For the most part, Planet of the Apes 2001 does the things a sequel should do and fleshes out and more lavishly remounts the original. As in any Tim Burton film, the sets, music, photography and in particular the costumes are dazzling. Burton has also recreated the original as a large-scale action film with visually dazzling climactic sequences featuring clashing armies of massed apes and humans. Of course, the one crucial area that the film either sinks or swims on is the credibility of the ape makeup. To this extent, Burton has employed Rick Baker who is widely acknowledged as Hollywood’s premiere ape expert, having created the apes in the likes of King Kong (1976), Greystoke: The Legend of Tarzan, Lord of the Apes (1984), Gorillas in the Mist: The Story of Dian Fossey (1988) and Mighty Joe Young (1998). Expectedly, Rick Baker does an extraordinary job. There is both an amazing fluidity to the expressions on his apes’ faces and great versatility to the variety of designs. What is also notable is the extent to which the prosthetics are blended so that they are incredibly ape-like, yet also allow the features of the numerous name actors beneath to be clearly recognizable. The film also makes the apes more ape-like than the original – where they swing, hang upside down, run on all fours, conduct amazing leaps thirty feet through the air and where we even get to see Helena Bonham Carter writing with her feet.
Planet of the Apes 2001 is similar but not the same story as the original. Certainly, the story follows the original along the same paths and touches most points – astronaut(s) go through a time warp, crash in a lake on an alien planet, the introduction of the apes during a ferocious hunt and capture of humans, the hero being taken in by an eccentric chimp scientist, the militant gorilla general, the escape into the desert wasteland of The Forbidden Zone wherein lies evidence of once human superiority over the apes and a twist ending tying it all to Earth’s past.
There are also a number of in-jokes for fans of the original.
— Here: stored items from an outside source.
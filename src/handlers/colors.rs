use super::common::{created_response, no_content_response, success_response, validate_input};
use crate::{
    auth::AuthenticatedUser, entities::ColorModel, errors::ServiceError,
    services::catalog::ColorInput, AppState,
};
use axum::{
    extract::{Json, Path, State},
    response::IntoResponse,
    routing::get,
    Router,
};
use serde::{Deserialize, Serialize};
use utoipa::ToSchema;
use validator::Validate;

/// Creates the router for color endpoints
pub fn colors_routes() -> Router<AppState> {
    Router::new()
        .route("/", get(list_colors).post(create_color))
        .route(
            "/:id",
            get(get_color).put(update_color).delete(delete_color),
        )
}

#[utoipa::path(
    get,
    path = "/api/v1/colors",
    responses((status = 200, description = "Colors retrieved", body = crate::ApiResponse<Vec<ColorResponse>>)),
    tag = "Catalog"
)]
pub async fn list_colors(State(state): State<AppState>) -> Result<impl IntoResponse, ServiceError> {
    let colors = state.services.catalog.list_colors().await?;
    let colors: Vec<ColorResponse> = colors.into_iter().map(ColorResponse::from).collect();
    Ok(success_response(colors))
}

#[utoipa::path(
    get,
    path = "/api/v1/colors/{id}",
    params(("id" = i64, Path, description = "Color id")),
    responses(
        (status = 200, description = "Color retrieved", body = crate::ApiResponse<ColorResponse>),
        (status = 404, description = "Color not found", body = crate::errors::ErrorResponse)
    ),
    tag = "Catalog"
)]
pub async fn get_color(
    State(state): State<AppState>,
    Path(id): Path<i64>,
) -> Result<impl IntoResponse, ServiceError> {
    let color = state.services.catalog.get_color(id).await?;
    Ok(success_response(ColorResponse::from(color)))
}

#[utoipa::path(
    post,
    path = "/api/v1/colors",
    request_body = ColorRequest,
    responses(
        (status = 201, description = "Color created", body = crate::ApiResponse<ColorResponse>),
        (status = 409, description = "Name or hex code already taken", body = crate::errors::ErrorResponse)
    ),
    security(("bearer" = [])),
    tag = "Catalog"
)]
pub async fn create_color(
    _user: AuthenticatedUser,
    State(state): State<AppState>,
    Json(payload): Json<ColorRequest>,
) -> Result<impl IntoResponse, ServiceError> {
    validate_input(&payload)?;

    let color = state
        .services
        .catalog
        .create_color(ColorInput {
            name: payload.name,
            hex_code: payload.hex_code,
        })
        .await?;
    Ok(created_response(ColorResponse::from(color)))
}

#[utoipa::path(
    put,
    path = "/api/v1/colors/{id}",
    params(("id" = i64, Path, description = "Color id")),
    request_body = ColorRequest,
    responses(
        (status = 200, description = "Color updated", body = crate::ApiResponse<ColorResponse>),
        (status = 404, description = "Color not found", body = crate::errors::ErrorResponse)
    ),
    security(("bearer" = [])),
    tag = "Catalog"
)]
pub async fn update_color(
    _user: AuthenticatedUser,
    State(state): State<AppState>,
    Path(id): Path<i64>,
    Json(payload): Json<ColorRequest>,
) -> Result<impl IntoResponse, ServiceError> {
    validate_input(&payload)?;

    let color = state
        .services
        .catalog
        .update_color(
            id,
            ColorInput {
                name: payload.name,
                hex_code: payload.hex_code,
            },
        )
        .await?;
    Ok(success_response(ColorResponse::from(color)))
}

#[utoipa::path(
    delete,
    path = "/api/v1/colors/{id}",
    params(("id" = i64, Path, description = "Color id")),
    responses(
        (status = 204, description = "Color deleted"),
        (status = 404, description = "Color not found", body = crate::errors::ErrorResponse)
    ),
    security(("bearer" = [])),
    tag = "Catalog"
)]
pub async fn delete_color(
    _user: AuthenticatedUser,
    State(state): State<AppState>,
    Path(id): Path<i64>,
) -> Result<impl IntoResponse, ServiceError> {
    state.services.catalog.delete_color(id).await?;
    Ok(no_content_response())
}

// Request/Response DTOs

#[derive(Debug, Deserialize, Validate, ToSchema)]
pub struct ColorRequest {
    #[validate(length(min = 1, max = 50))]
    pub name: String,
    /// Hex code like "#1a2b3c"
    pub hex_code: String,
}

#[derive(Debug, Serialize, ToSchema)]
pub struct ColorResponse {
    pub id: i64,
    pub name: String,
    pub hex_code: String,
}

impl From<ColorModel> for ColorResponse {
    fn from(model: ColorModel) -> Self {
        Self {
            id: model.id,
            name: model.name,
            hex_code: model.hex_code,
        }
    }
}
As Mark Wahlberg is captured, the gorilla’s line is “Get your stinking hands off me, you damned dirty human!”, a variation on the first words that Charlton Heston speaks in front of the apes in the original: “Get your stinking paws off me, you damned dirty ape!” Linda Harrison, the original Nova, turns up as one of the prisoners in a cage, although the most amusing reference is Charlton Heston’s appearance as Tim Roth’s father, the ape leader, whose dying words are his classic final line from the original: “Damn you. Damn you all.”
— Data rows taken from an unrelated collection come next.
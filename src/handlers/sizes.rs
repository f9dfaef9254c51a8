use super::common::{created_response, no_content_response, success_response, validate_input};
use crate::{
    auth::AuthenticatedUser, entities::SizeModel, errors::ServiceError,
    services::catalog::SizeInput, AppState,
};
use axum::{
    extract::{Json, Path, State},
    response::IntoResponse,
    routing::get,
    Router,
};
use serde::{Deserialize, Serialize};
use utoipa::ToSchema;
use validator::Validate;

/// Creates the router for size endpoints
pub fn sizes_routes() -> Router<AppState> {
    Router::new()
        .route("/", get(list_sizes).post(create_size))
        .route("/:id", get(get_size).put(update_size).delete(delete_size))
}

#[utoipa::path(
    get,
    path = "/api/v1/sizes",
    responses((status = 200, description = "Sizes retrieved", body = crate::ApiResponse<Vec<SizeResponse>>)),
    tag = "Catalog"
)]
pub async fn list_sizes(State(state): State<AppState>) -> Result<impl IntoResponse, ServiceError> {
    let sizes = state.services.catalog.list_sizes().await?;
    let sizes: Vec<SizeResponse> = sizes.into_iter().map(SizeResponse::from).collect();
    Ok(success_response(sizes))
}

#[utoipa::path(
    get,
    path = "/api/v1/sizes/{id}",
    params(("id" = i64, Path, description = "Size id")),
    responses(
        (status = 200, description = "Size retrieved", body = crate::ApiResponse<SizeResponse>),
        (status = 404, description = "Size not found", body = crate::errors::ErrorResponse)
    ),
    tag = "Catalog"
)]
pub async fn get_size(
    State(state): State<AppState>,
    Path(id): Path<i64>,
) -> Result<impl IntoResponse, ServiceError> {
    let size = state.services.catalog.get_size(id).await?;
    Ok(success_response(SizeResponse::from(size)))
}

#[utoipa::path(
    post,
    path = "/api/v1/sizes",
    request_body = SizeRequest,
    responses(
        (status = 201, description = "Size created", body = crate::ApiResponse<SizeResponse>),
        (status = 409, description = "Name already taken", body = crate::errors::ErrorResponse)
    ),
    security(("bearer" = [])),
    tag = "Catalog"
)]
pub async fn create_size(
    _user: AuthenticatedUser,
    State(state): State<AppState>,
    Json(payload): Json<SizeRequest>,
) -> Result<impl IntoResponse, ServiceError> {
    validate_input(&payload)?;

    let size = state
        .services
        .catalog
        .create_size(SizeInput { name: payload.name })
        .await?;
    Ok(created_response(SizeResponse::from(size)))
}

#[utoipa::path(
    put,
    path = "/api/v1/sizes/{id}",
    params(("id" = i64, Path, description = "Size id")),
    request_body = SizeRequest,
    responses(
        (status = 200, description = "Size updated", body = crate::ApiResponse<SizeResponse>),
        (status = 404, description = "Size not found", body = crate::errors::ErrorResponse)
    ),
    security(("bearer" = [])),
    tag = "Catalog"
)]
pub async fn update_size(
    _user: AuthenticatedUser,
    State(state): State<AppState>,
    Path(id): Path<i64>,
    Json(payload): Json<SizeRequest>,
) -> Result<impl IntoResponse, ServiceError> {
    validate_input(&payload)?;

    let size = state
        .services
        .catalog
        .update_size(id, SizeInput { name: payload.name })
        .await?;
    Ok(success_response(SizeResponse::from(size)))
}

#[utoipa::path(
    delete,
    path = "/api/v1/sizes/{id}",
    params(("id" = i64, Path, description = "Size id")),
    responses(
        (status = 204, description = "Size deleted"),
        (status = 404, description = "Size not found", body = crate::errors::ErrorResponse)
    ),
    security(("bearer" = [])),
    tag = "Catalog"
)]
pub async fn delete_size(
    _user: AuthenticatedUser,
    State(state): State<AppState>,
    Path(id): Path<i64>,
) -> Result<impl IntoResponse, ServiceError> {
    state.services.catalog.delete_size(id).await?;
    Ok(no_content_response())
}

// Request/Response DTOs

#[derive(Debug, Deserialize, Validate, ToSchema)]
pub struct SizeRequest {
    /// Label like "15.6\"" or "256GB"
    #[validate(length(min = 1, max = 20))]
    pub name: String,
}

#[derive(Debug, Serialize, ToSchema)]
pub struct SizeResponse {
    pub id: i64,
    pub name: String,
}

impl From<SizeModel> for SizeResponse {
    fn from(model: SizeModel) -> Self {
        Self {
            id: model.id,
            name: model.name,
        }
    }
}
Of course, there are some crucial areas where Planet of the Apes 2001 is different. The humans on the planet now speak and the apes no longer wield guns. Most importantly, this version lacks the level of social commentary that the original operated on. There is none of the extended misanthropy of Charlton Heston’s great monologues on the human condition during the trek through the desert. Crucially, the remake lacks the figure of Dr Zaius – there is Tim Roth’s General Thade but this character is modelled more along the lines of the militant gorilla generals that turn up in Beneath the Planet of the Apes and Battle for the Planet of the Apes and, as a result, there is nothing of the biting social satire of the original’s trial sequences.
Tim Burton certainly embellishes the pictures of apes mirroring human behaviour, padding out the background of the ape culture a good deal more with images of apes gambling, begging, ape teenagers hanging out and listening to music, Lisa Marie’s chimp doing a seductive dance in a negligee, even an ape with a human on the end of an organ grinder. However, the effect is more cute pastiche than satire. Where the original Planet of the Apes engaged on a level of barbed social satire where apes were used to mirror and savagely indict the human condition, here we merely have a series of vignettes dominated by Burton-esque quirky eccentricity.
This is a contrast that is best seen in the difference between the two heroes. Mark Wahlberg is probably a better actor than Charlton Heston. He specialises in tightly wound and internalised roles but the film here swallows him up, he is blank as a character – Tim Burton gives him nothing to do except run around until about the last twenty minutes when he finally gains some heroic stature. He is completely upstaged by the apes – especially Helena Bonham Carter’s chirpily eccentric variation on Kim Hunter’s performance in the original (the character that naturally Burton has the most sympathy for). In complete contrast, Rod Serling’s dialogue in the original gave the usually wooden Charlton Heston a much better opportunity to shine and Planet of the Apes 1968 is one of his best screen performances. Planet of the Apes 2001 is by no means a bad film – it just operates wholly on the level of action adventure and never engages on the level of ideas.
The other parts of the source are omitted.